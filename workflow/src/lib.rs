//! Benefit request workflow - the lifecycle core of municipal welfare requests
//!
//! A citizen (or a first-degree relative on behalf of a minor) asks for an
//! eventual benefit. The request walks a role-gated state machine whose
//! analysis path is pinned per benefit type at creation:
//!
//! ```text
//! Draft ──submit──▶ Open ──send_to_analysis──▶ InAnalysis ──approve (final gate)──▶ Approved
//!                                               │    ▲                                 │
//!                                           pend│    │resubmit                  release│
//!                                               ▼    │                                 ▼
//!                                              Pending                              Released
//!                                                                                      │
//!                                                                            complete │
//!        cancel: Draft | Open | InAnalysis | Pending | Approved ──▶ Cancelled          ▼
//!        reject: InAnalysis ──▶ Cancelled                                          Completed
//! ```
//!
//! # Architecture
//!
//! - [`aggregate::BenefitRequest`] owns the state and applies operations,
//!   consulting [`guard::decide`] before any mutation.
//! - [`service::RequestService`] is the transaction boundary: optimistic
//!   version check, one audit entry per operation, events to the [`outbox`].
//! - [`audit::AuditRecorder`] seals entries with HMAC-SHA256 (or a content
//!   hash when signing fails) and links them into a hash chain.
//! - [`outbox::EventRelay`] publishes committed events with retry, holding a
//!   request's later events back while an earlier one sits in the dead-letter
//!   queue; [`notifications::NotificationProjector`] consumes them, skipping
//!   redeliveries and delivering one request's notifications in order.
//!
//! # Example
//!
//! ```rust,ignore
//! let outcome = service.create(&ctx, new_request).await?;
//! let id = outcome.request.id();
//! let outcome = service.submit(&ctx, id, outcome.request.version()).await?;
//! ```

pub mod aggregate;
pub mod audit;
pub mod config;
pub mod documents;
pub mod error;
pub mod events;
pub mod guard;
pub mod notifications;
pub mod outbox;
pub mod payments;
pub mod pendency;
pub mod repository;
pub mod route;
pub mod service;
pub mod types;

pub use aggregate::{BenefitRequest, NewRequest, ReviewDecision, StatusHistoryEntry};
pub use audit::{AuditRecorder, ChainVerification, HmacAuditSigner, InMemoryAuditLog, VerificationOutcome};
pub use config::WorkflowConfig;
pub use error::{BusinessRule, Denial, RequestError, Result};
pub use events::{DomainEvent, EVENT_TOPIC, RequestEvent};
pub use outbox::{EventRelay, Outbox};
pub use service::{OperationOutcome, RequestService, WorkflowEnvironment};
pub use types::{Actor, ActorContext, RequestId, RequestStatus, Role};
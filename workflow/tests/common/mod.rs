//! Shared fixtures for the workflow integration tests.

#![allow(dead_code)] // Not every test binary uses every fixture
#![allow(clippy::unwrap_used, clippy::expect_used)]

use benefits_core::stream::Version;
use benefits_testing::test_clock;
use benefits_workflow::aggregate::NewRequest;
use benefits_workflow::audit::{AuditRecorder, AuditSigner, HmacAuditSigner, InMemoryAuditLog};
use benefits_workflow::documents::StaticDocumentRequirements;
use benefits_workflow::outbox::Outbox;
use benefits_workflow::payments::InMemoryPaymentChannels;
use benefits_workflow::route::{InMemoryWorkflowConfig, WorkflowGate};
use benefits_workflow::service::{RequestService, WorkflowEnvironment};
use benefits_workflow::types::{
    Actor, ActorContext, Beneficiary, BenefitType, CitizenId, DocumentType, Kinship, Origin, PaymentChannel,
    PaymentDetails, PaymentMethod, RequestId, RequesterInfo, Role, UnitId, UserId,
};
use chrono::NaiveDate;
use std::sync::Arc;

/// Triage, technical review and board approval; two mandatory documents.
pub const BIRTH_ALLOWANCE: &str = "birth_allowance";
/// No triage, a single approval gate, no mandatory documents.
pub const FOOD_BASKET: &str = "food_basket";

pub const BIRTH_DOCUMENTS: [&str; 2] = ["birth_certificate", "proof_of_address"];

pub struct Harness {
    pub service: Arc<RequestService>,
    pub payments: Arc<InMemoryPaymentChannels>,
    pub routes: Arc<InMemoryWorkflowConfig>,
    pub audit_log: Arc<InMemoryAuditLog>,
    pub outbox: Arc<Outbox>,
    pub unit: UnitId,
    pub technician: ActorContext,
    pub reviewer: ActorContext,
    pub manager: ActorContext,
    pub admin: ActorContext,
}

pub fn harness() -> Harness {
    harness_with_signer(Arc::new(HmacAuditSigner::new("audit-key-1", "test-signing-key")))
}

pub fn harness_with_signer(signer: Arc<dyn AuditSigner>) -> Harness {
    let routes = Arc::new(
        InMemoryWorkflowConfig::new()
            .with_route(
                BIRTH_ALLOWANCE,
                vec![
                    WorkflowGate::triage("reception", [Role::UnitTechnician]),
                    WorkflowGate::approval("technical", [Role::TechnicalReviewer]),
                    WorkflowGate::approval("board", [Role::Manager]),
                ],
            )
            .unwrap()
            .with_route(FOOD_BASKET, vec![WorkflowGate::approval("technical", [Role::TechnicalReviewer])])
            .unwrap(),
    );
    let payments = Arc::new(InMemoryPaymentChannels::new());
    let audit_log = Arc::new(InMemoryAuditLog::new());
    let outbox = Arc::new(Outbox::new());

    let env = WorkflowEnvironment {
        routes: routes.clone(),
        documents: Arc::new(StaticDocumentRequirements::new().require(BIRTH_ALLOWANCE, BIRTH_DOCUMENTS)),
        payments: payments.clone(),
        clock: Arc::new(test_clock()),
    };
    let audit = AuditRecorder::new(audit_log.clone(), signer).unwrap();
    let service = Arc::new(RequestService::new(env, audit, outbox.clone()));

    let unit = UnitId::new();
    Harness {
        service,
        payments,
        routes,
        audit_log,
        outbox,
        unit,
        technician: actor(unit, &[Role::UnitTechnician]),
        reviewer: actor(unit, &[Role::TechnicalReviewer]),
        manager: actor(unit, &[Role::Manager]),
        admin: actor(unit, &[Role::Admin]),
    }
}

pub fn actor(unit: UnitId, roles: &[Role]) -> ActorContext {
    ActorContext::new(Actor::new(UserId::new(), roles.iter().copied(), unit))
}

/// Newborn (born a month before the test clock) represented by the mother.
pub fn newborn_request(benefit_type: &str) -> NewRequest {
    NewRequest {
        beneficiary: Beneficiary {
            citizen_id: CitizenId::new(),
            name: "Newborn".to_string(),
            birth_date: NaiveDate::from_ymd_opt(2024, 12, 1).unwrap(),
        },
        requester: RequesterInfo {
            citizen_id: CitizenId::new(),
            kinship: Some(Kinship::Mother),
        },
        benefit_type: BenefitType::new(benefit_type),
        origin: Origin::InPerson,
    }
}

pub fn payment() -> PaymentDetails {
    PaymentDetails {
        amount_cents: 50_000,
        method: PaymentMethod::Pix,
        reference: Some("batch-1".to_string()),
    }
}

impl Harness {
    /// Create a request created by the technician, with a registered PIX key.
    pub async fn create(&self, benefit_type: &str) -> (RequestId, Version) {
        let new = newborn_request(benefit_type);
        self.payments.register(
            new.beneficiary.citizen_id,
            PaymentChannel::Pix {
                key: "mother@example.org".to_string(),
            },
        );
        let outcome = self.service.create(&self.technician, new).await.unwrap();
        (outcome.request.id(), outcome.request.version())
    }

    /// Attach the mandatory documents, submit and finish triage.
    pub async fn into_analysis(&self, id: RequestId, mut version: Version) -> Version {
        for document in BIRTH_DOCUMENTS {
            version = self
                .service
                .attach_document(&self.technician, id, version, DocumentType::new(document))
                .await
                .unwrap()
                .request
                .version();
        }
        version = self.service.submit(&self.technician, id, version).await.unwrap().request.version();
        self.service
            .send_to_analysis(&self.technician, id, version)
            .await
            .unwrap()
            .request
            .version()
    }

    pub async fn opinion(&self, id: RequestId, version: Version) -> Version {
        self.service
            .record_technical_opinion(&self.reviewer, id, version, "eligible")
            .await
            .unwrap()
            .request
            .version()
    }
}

• [REQUIREMENT] Tally the lines above with "RequesterInfo", please; number only.

• [REPLY] 2